Tenho visto ultimamente uma onda de opiniões equivocadas a respeito dos chamados tarja preta, de comentários babacas e antagônicos. O povo que acha lindo estar sendo medicado, e o povo que acha que é tudo falta de um tanque de roupa para lavar. Me desculpe, mas, se você se encaixa em um destes grupos, você é um idiota. Pior: um idiota que deveria ser, mas não está medicado. Ou mal é cuidado, que seja.
E se, de fato, todo mundo precisar de uma ajuda pontual para lidar com a vida e as pessoas? Muita coisa mudou, os remédios melhoraram e a vida passou a ter um ritmo humanamente insuportável. Não é fácil para ninguém, e toda ajuda é bem-vinda. Ajuda, pontual e precisa. Drogas para tratar de um pé quebrado, não uma bengala para a vida. A menos que seu caso seja realmente de bengala, aí compre uma bem bonita e use sem vergonha.
Sem alarde e sem coitadismo. Não é bonito ser do clube tarja preta, mas não é nada além ou aquém de ser humano. De ainda sentir e sofrer e reagir e chorar e brigar. Você usa óculos? Eu às vezes uso Ritalina e Rivotril. Tenho bronquite também, e uso Aerolin. A dificuldade é encontrar um médico que tenha competência e sensibilidade para te tratar, da forma que for melhor para você.

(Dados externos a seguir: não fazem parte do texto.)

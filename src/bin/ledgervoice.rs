//! Ledgervoice entry point: wire the components and run the poll loop.

use std::path::PathBuf;
use std::sync::Arc;
use std::time::Duration;

use anyhow::Context;
use tokio::sync::mpsc;
use tracing_subscriber::EnvFilter;

use ledgervoice::agents::{Orchestrator, ReplyAgent};
use ledgervoice::catalog::Catalog;
use ledgervoice::config::AppConfig;
use ledgervoice::ledger::{LedgerStore, SheetsStore};
use ledgervoice::oracle::{ExtractionOracle, OpenAiOracle};
use ledgervoice::telegram::{ChatTransport, TelegramApi};
use ledgervoice::transcribe;
use ledgervoice::Bot;

#[tokio::main]
async fn main() -> anyhow::Result<()> {
    tracing_subscriber::fmt()
        .with_env_filter(
            EnvFilter::try_from_default_env().unwrap_or_else(|_| EnvFilter::new("info")),
        )
        .init();

    let config_path = std::env::args()
        .nth(1)
        .map(PathBuf::from)
        .unwrap_or_else(|| PathBuf::from("ledgervoice.toml"));
    let config = AppConfig::load(&config_path)
        .with_context(|| format!("loading {}", config_path.display()))?;
    config.validate()?;
    tracing::info!(config = %config_path.display(), "starting ledgervoice");

    let store: Arc<dyn LedgerStore> = Arc::new(SheetsStore::new(
        config.sheets.clone(),
        Duration::from_secs(config.behavior.store_timeout_secs),
    )?);
    let catalog = Arc::new(Catalog::new(
        Arc::clone(&store),
        config.sheets.catalog.clone(),
        Duration::from_secs(config.behavior.catalog_ttl_secs),
    ));
    let oracle: Arc<dyn ExtractionOracle> = Arc::new(OpenAiOracle::new(config.oracle.clone())?);
    let transcriber: Arc<dyn transcribe::Transcriber> =
        Arc::from(transcribe::from_config(&config.transcription)?);

    let api = Arc::new(TelegramApi::new(
        config.telegram.clone(),
        config.behavior.max_reply_hops,
    )?);
    let transport: Arc<dyn ChatTransport> = Arc::clone(&api) as Arc<dyn ChatTransport>;

    let orchestrator = Orchestrator::new(Arc::clone(&oracle));
    let reply_agent = ReplyAgent::new(
        Arc::clone(&oracle),
        Arc::clone(&store),
        config.sheets.clone(),
        config.behavior.edit_context_messages,
    );
    let bot = Bot::new(
        config,
        transport,
        transcriber,
        store,
        catalog,
        orchestrator,
        reply_agent,
    );

    let (inbound_tx, inbound_rx) = mpsc::channel(64);
    let poller = tokio::spawn(async move { api.run(inbound_tx).await });
    bot.run(inbound_rx).await;

    match poller.await {
        Ok(result) => result.map_err(Into::into),
        Err(err) => {
            tracing::error!(%err, "poll task panicked");
            Ok(())
        }
    }
}
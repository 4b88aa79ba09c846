//! Google Sheets REST implementation of [`LedgerStore`].

use std::collections::HashMap;
use std::time::Duration;

use async_trait::async_trait;
use serde_json::json;
use tokio::sync::Mutex;

use crate::config::SheetsConfig;
use crate::error::{LedgerError, Result};

use super::{BatchOp, CellValue, LedgerStore, SheetKind};

/// Sheets v4 client with bearer auth and a bounded per-request timeout.
pub struct SheetsStore {
    config: SheetsConfig,
    client: reqwest::Client,
    /// Sheet title → sheetId, resolved once from spreadsheet metadata.
    sheet_ids: Mutex<HashMap<String, i64>>,
}

impl SheetsStore {
    pub fn new(config: SheetsConfig, timeout: Duration) -> Result<Self> {
        let client = reqwest::Client::builder()
            .timeout(timeout)
            .build()
            .map_err(|e| LedgerError::Store(format!("http client: {e}")))?;
        Ok(Self {
            config,
            client,
            sheet_ids: Mutex::new(HashMap::new()),
        })
    }

    fn spreadsheet_url(&self, suffix: &str) -> String {
        format!(
            "{}/v4/spreadsheets/{}{suffix}",
            self.config.api_base, self.config.spreadsheet_id
        )
    }

    /// Numeric sheet id for a batch target, fetching the metadata once.
    async fn sheet_id(&self, sheet: SheetKind) -> Result<i64> {
        let title = sheet.layout(&self.config).title.clone();
        let mut ids = self.sheet_ids.lock().await;
        if ids.is_empty() {
            let url = self.spreadsheet_url("?fields=sheets.properties");
            let response = self
                .client
                .get(&url)
                .bearer_auth(&self.config.api_token)
                .send()
                .await
                .map_err(|e| LedgerError::Store(format!("spreadsheet metadata: {e}")))?;
            let payload = check_status(response, "spreadsheet metadata").await?;
            for sheet in payload
                .get("sheets")
                .and_then(serde_json::Value::as_array)
                .into_iter()
                .flatten()
            {
                let Some(props) = sheet.get("properties") else {
                    continue;
                };
                let (Some(title), Some(id)) = (
                    props.get("title").and_then(serde_json::Value::as_str),
                    props.get("sheetId").and_then(serde_json::Value::as_i64),
                ) else {
                    continue;
                };
                ids.insert(title.to_owned(), id);
            }
        }
        ids.get(&title).copied().ok_or_else(|| {
            LedgerError::Store(format!(
                "sheet '{title}' not found in spreadsheet (known: {:?})",
                ids.keys().collect::<Vec<_>>()
            ))
        })
    }

    async fn op_to_request(&self, op: &BatchOp) -> Result<serde_json::Value> {
        Ok(match op {
            BatchOp::InsertRowAbove { sheet, row } => json!({
                "insertDimension": {
                    "range": {
                        "sheetId": self.sheet_id(*sheet).await?,
                        "dimension": "ROWS",
                        "startIndex": row - 1,
                        "endIndex": row
                    },
                    "inheritFromBefore": false
                }
            }),
            BatchOp::UpdateCells {
                sheet,
                row,
                column,
                values,
            } => json!({
                "updateCells": {
                    "start": {
                        "sheetId": self.sheet_id(*sheet).await?,
                        "rowIndex": row,
                        "columnIndex": column
                    },
                    "rows": [{
                        "values": values.iter().map(cell_to_json).collect::<Vec<_>>()
                    }],
                    "fields": "userEnteredValue"
                }
            }),
            BatchOp::DeleteRow { sheet, row } => json!({
                "deleteDimension": {
                    "range": {
                        "sheetId": self.sheet_id(*sheet).await?,
                        "dimension": "ROWS",
                        "startIndex": row - 1,
                        "endIndex": row
                    }
                }
            }),
        })
    }
}

fn cell_to_json(cell: &CellValue) -> serde_json::Value {
    match cell {
        CellValue::Number(n) => json!({"userEnteredValue": {"numberValue": n}}),
        CellValue::Text(s) => json!({"userEnteredValue": {"stringValue": s}}),
        CellValue::Formula(f) => json!({"userEnteredValue": {"formulaValue": f}}),
    }
}

async fn check_status(response: reqwest::Response, what: &str) -> Result<serde_json::Value> {
    let status = response.status();
    if !status.is_success() {
        let body = response.text().await.unwrap_or_default();
        return Err(LedgerError::Store(format!("{what} failed ({status}): {body}")));
    }
    response
        .json()
        .await
        .map_err(|e| LedgerError::Store(format!("{what}: malformed response: {e}")))
}

#[async_trait]
impl LedgerStore for SheetsStore {
    async fn read_range(&self, range: &str) -> Result<Vec<Vec<String>>> {
        let url = self.spreadsheet_url(&format!("/values/{}", urlencoding::encode(range)));
        let response = self
            .client
            .get(&url)
            .bearer_auth(&self.config.api_token)
            .send()
            .await
            .map_err(|e| LedgerError::Store(format!("read {range}: {e}")))?;
        let payload = check_status(response, "range read").await?;

        let rows = payload
            .get("values")
            .and_then(serde_json::Value::as_array)
            .map(|rows| {
                rows.iter()
                    .map(|row| {
                        row.as_array()
                            .into_iter()
                            .flatten()
                            .map(cell_to_string)
                            .collect()
                    })
                    .collect()
            })
            .unwrap_or_default();
        Ok(rows)
    }

    async fn batch(&self, ops: Vec<BatchOp>) -> Result<()> {
        if ops.is_empty() {
            return Ok(());
        }
        let mut requests = Vec::with_capacity(ops.len());
        for op in &ops {
            requests.push(self.op_to_request(op).await?);
        }
        let url = self.spreadsheet_url(":batchUpdate");
        let response = self
            .client
            .post(&url)
            .bearer_auth(&self.config.api_token)
            .json(&json!({ "requests": requests }))
            .send()
            .await
            .map_err(|e| LedgerError::Store(format!("batch update: {e}")))?;
        check_status(response, "batch update").await?;
        tracing::debug!(ops = ops.len(), "ledger batch applied");
        Ok(())
    }
}

fn cell_to_string(value: &serde_json::Value) -> String {
    match value {
        serde_json::Value::String(s) => s.clone(),
        other => other.to_string(),
    }
}
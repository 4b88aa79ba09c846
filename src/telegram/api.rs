//! Telegram Bot API adapter: long-poll inbound loop + outbound sends.

use std::sync::Mutex;
use std::time::Duration;

use async_trait::async_trait;
use bytes::Bytes;
use serde_json::json;
use tokio::sync::mpsc;

use crate::config::TelegramConfig;
use crate::error::{LedgerError, Result};

use super::{ChatTransport, InboundEvent, MessageCache, MessageSummary};

const CONFIRM_DATA: &str = "confirm";
const REJECT_DATA: &str = "reject";

pub struct TelegramApi {
    config: TelegramConfig,
    client: reqwest::Client,
    cache: Mutex<MessageCache>,
}

impl TelegramApi {
    pub fn new(config: TelegramConfig, max_reply_hops: usize) -> Result<Self> {
        // The long poll holds the connection open for poll_timeout_secs,
        // so the client timeout must exceed it.
        let client = reqwest::Client::builder()
            .timeout(Duration::from_secs(config.poll_timeout_secs + 30))
            .build()
            .map_err(|e| LedgerError::Transport(format!("http client: {e}")))?;
        Ok(Self {
            config,
            client,
            cache: Mutex::new(MessageCache::new(500, max_reply_hops)),
        })
    }

    fn method_url(&self, method: &str) -> String {
        format!(
            "{}/bot{}/{method}",
            self.config.api_base, self.config.bot_token
        )
    }

    fn chat_allowed(&self, chat_id: i64) -> bool {
        if self.config.allowed_chat_ids.is_empty() {
            return false;
        }
        self.config
            .allowed_chat_ids
            .iter()
            .any(|&id| id == 0 || id == chat_id)
    }

    async fn call(&self, method: &str, body: serde_json::Value) -> Result<serde_json::Value> {
        let response = self
            .client
            .post(self.method_url(method))
            .json(&body)
            .send()
            .await
            .map_err(|e| LedgerError::Transport(format!("{method}: {e}")))?;
        let status = response.status();
        if !status.is_success() {
            let body = response.text().await.unwrap_or_default();
            return Err(LedgerError::Transport(format!(
                "{method} failed ({status}): {body}"
            )));
        }
        let payload: serde_json::Value = response
            .json()
            .await
            .map_err(|e| LedgerError::Transport(format!("{method}: malformed response: {e}")))?;
        if !payload
            .get("ok")
            .and_then(serde_json::Value::as_bool)
            .unwrap_or(false)
        {
            return Err(LedgerError::Transport(format!("{method}: ok=false: {payload}")));
        }
        Ok(payload.get("result").cloned().unwrap_or(serde_json::Value::Null))
    }

    /// Turn one wire update into an inbound event, recording everything
    /// seen into the message cache along the way.
    fn event_from_update(&self, update: &serde_json::Value) -> Option<InboundEvent> {
        if let Some(message) = update.get("message") {
            let chat_id = message.get("chat")?.get("id")?.as_i64()?;
            if !self.chat_allowed(chat_id) {
                return None;
            }
            let message_id = message.get("message_id")?.as_i64()?;
            let is_bot = message
                .get("from")
                .and_then(|f| f.get("is_bot"))
                .and_then(serde_json::Value::as_bool)
                .unwrap_or(false);
            let text = message
                .get("text")
                .and_then(serde_json::Value::as_str)
                .unwrap_or_default()
                .to_owned();

            // The wire exposes one reply level; the cache already holds
            // the rest of the chain if this process saw it.
            let parent_id = message
                .get("reply_to_message")
                .and_then(|parent| parent.get("message_id"))
                .and_then(serde_json::Value::as_i64);
            if let Some(parent) = message.get("reply_to_message") {
                if let (Some(pid), ptext) = (
                    parent.get("message_id").and_then(serde_json::Value::as_i64),
                    parent
                        .get("text")
                        .and_then(serde_json::Value::as_str)
                        .unwrap_or_default(),
                ) {
                    let parent_is_bot = parent
                        .get("from")
                        .and_then(|f| f.get("is_bot"))
                        .and_then(serde_json::Value::as_bool)
                        .unwrap_or(false);
                    let mut cache = self.cache.lock().ok()?;
                    cache.record(
                        chat_id,
                        MessageSummary {
                            id: pid,
                            is_bot: parent_is_bot,
                            text: ptext.to_owned(),
                        },
                        None,
                    );
                }
            }

            {
                let mut cache = self.cache.lock().ok()?;
                cache.record(
                    chat_id,
                    MessageSummary {
                        id: message_id,
                        is_bot,
                        text: text.clone(),
                    },
                    parent_id,
                );
            }

            if let Some(voice) = message.get("voice") {
                let file_id = voice.get("file_id")?.as_str()?.to_owned();
                return Some(InboundEvent::Voice {
                    chat_id,
                    message_id,
                    file_id,
                });
            }

            if let Some(parent_id) = parent_id {
                if !text.is_empty() {
                    let ancestors = self
                        .cache
                        .lock()
                        .ok()
                        .map(|cache| cache.ancestors(chat_id, parent_id))
                        .unwrap_or_default();
                    return Some(InboundEvent::Reply {
                        chat_id,
                        message_id,
                        text,
                        ancestors,
                    });
                }
            }
            return None;
        }

        if let Some(callback) = update.get("callback_query") {
            let callback_id = callback.get("id")?.as_str()?.to_owned();
            let message = callback.get("message")?;
            let chat_id = message.get("chat")?.get("id")?.as_i64()?;
            if !self.chat_allowed(chat_id) {
                return None;
            }
            let message_id = message.get("message_id")?.as_i64()?;
            return match callback.get("data").and_then(serde_json::Value::as_str) {
                Some(CONFIRM_DATA) => Some(InboundEvent::Confirm {
                    chat_id,
                    message_id,
                    callback_id,
                }),
                Some(REJECT_DATA) => Some(InboundEvent::Reject {
                    chat_id,
                    message_id,
                    callback_id,
                }),
                _ => None,
            };
        }

        None
    }

    /// Long-poll loop: fetch updates, forward recognized events.
    pub async fn run(&self, inbound_tx: mpsc::Sender<InboundEvent>) -> Result<()> {
        if self.config.bot_token.trim().is_empty() {
            return Err(LedgerError::Transport("bot token is empty".to_owned()));
        }
        let mut offset: i64 = 0;
        loop {
            let result = self
                .call(
                    "getUpdates",
                    json!({
                        "timeout": self.config.poll_timeout_secs,
                        "offset": offset,
                        "allowed_updates": ["message", "callback_query"]
                    }),
                )
                .await;
            let updates = match result {
                Ok(value) => value.as_array().cloned().unwrap_or_default(),
                Err(err) => {
                    tracing::warn!(%err, "getUpdates failed, backing off");
                    tokio::time::sleep(Duration::from_secs(3)).await;
                    continue;
                }
            };

            for update in &updates {
                if let Some(id) = update.get("update_id").and_then(serde_json::Value::as_i64) {
                    offset = offset.max(id + 1);
                }
                if let Some(event) = self.event_from_update(update) {
                    if inbound_tx.send(event).await.is_err() {
                        return Err(LedgerError::Transport(
                            "inbound channel closed".to_owned(),
                        ));
                    }
                }
            }
        }
    }
}

#[async_trait]
impl ChatTransport for TelegramApi {
    async fn send_message(
        &self,
        chat_id: i64,
        text: &str,
        reply_to: Option<i64>,
        with_buttons: bool,
    ) -> Result<i64> {
        let mut body = json!({
            "chat_id": chat_id,
            "text": text,
        });
        if let Some(reply_to) = reply_to {
            body["reply_to_message_id"] = json!(reply_to);
        }
        if with_buttons {
            body["reply_markup"] = json!({
                "inline_keyboard": [[
                    { "text": "✅ Подтвердить", "callback_data": CONFIRM_DATA },
                    { "text": "❌ Отменить", "callback_data": REJECT_DATA }
                ]]
            });
        }
        let result = self.call("sendMessage", body).await?;
        let message_id = result
            .get("message_id")
            .and_then(serde_json::Value::as_i64)
            .ok_or_else(|| LedgerError::Transport("sendMessage: no message_id".to_owned()))?;

        // Outbound messages join the cache so later replies can walk
        // through them.
        if let Ok(mut cache) = self.cache.lock() {
            cache.record(
                chat_id,
                MessageSummary {
                    id: message_id,
                    is_bot: true,
                    text: text.to_owned(),
                },
                reply_to,
            );
        }
        Ok(message_id)
    }

    async fn edit_message(&self, chat_id: i64, message_id: i64, text: &str) -> Result<()> {
        self.call(
            "editMessageText",
            json!({
                "chat_id": chat_id,
                "message_id": message_id,
                "text": text,
            }),
        )
        .await?;
        if let Ok(mut cache) = self.cache.lock() {
            cache.record(
                chat_id,
                MessageSummary {
                    id: message_id,
                    is_bot: true,
                    text: text.to_owned(),
                },
                None,
            );
        }
        Ok(())
    }

    async fn delete_message(&self, chat_id: i64, message_id: i64) -> Result<()> {
        self.call(
            "deleteMessage",
            json!({ "chat_id": chat_id, "message_id": message_id }),
        )
        .await?;
        Ok(())
    }

    async fn download_voice(&self, file_id: &str) -> Result<Bytes> {
        let result = self.call("getFile", json!({ "file_id": file_id })).await?;
        let file_path = result
            .get("file_path")
            .and_then(serde_json::Value::as_str)
            .ok_or_else(|| LedgerError::Transport("getFile: no file_path".to_owned()))?;
        let url = format!(
            "{}/file/bot{}/{file_path}",
            self.config.api_base, self.config.bot_token
        );
        let response = self
            .client
            .get(&url)
            .send()
            .await
            .map_err(|e| LedgerError::Transport(format!("file download: {e}")))?;
        if !response.status().is_success() {
            return Err(LedgerError::Transport(format!(
                "file download failed ({})",
                response.status()
            )));
        }
        response
            .bytes()
            .await
            .map_err(|e| LedgerError::Transport(format!("file download: {e}")))
    }

    async fn answer_callback(&self, callback_id: &str) -> Result<()> {
        self.call(
            "answerCallbackQuery",
            json!({ "callback_query_id": callback_id }),
        )
        .await?;
        Ok(())
    }
}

Eu sei o eterno nó no peito que eu tinha antes de encontrar um médico que entendesse o que eu tinha, e principalmente me ajudasse a compreender e viver com isso. Nó era no peito e não na garganta. Não chegava na garganta. O mal-estar subia do estômago e parava no peito. E a voz não saía e as explicações não eram convincentes para mim ou para os que me cercavam. E eu não conseguia nem chorar mais.
A psiquiatria, que hoje é vista como indústria da depressão, salvou minha vida. Não que eu estivesse à beira da morte, mas me fez voltar a postar os dois pezinhos no chão.
Prazer, meu nome é Carolina e meu diagnóstico final é: sou humana. Tenho angústias, incertezas, inseguranças e uma montanha de emoções intensas. E eu posso cair. Está no meu diagnóstico: eu posso fraquejar.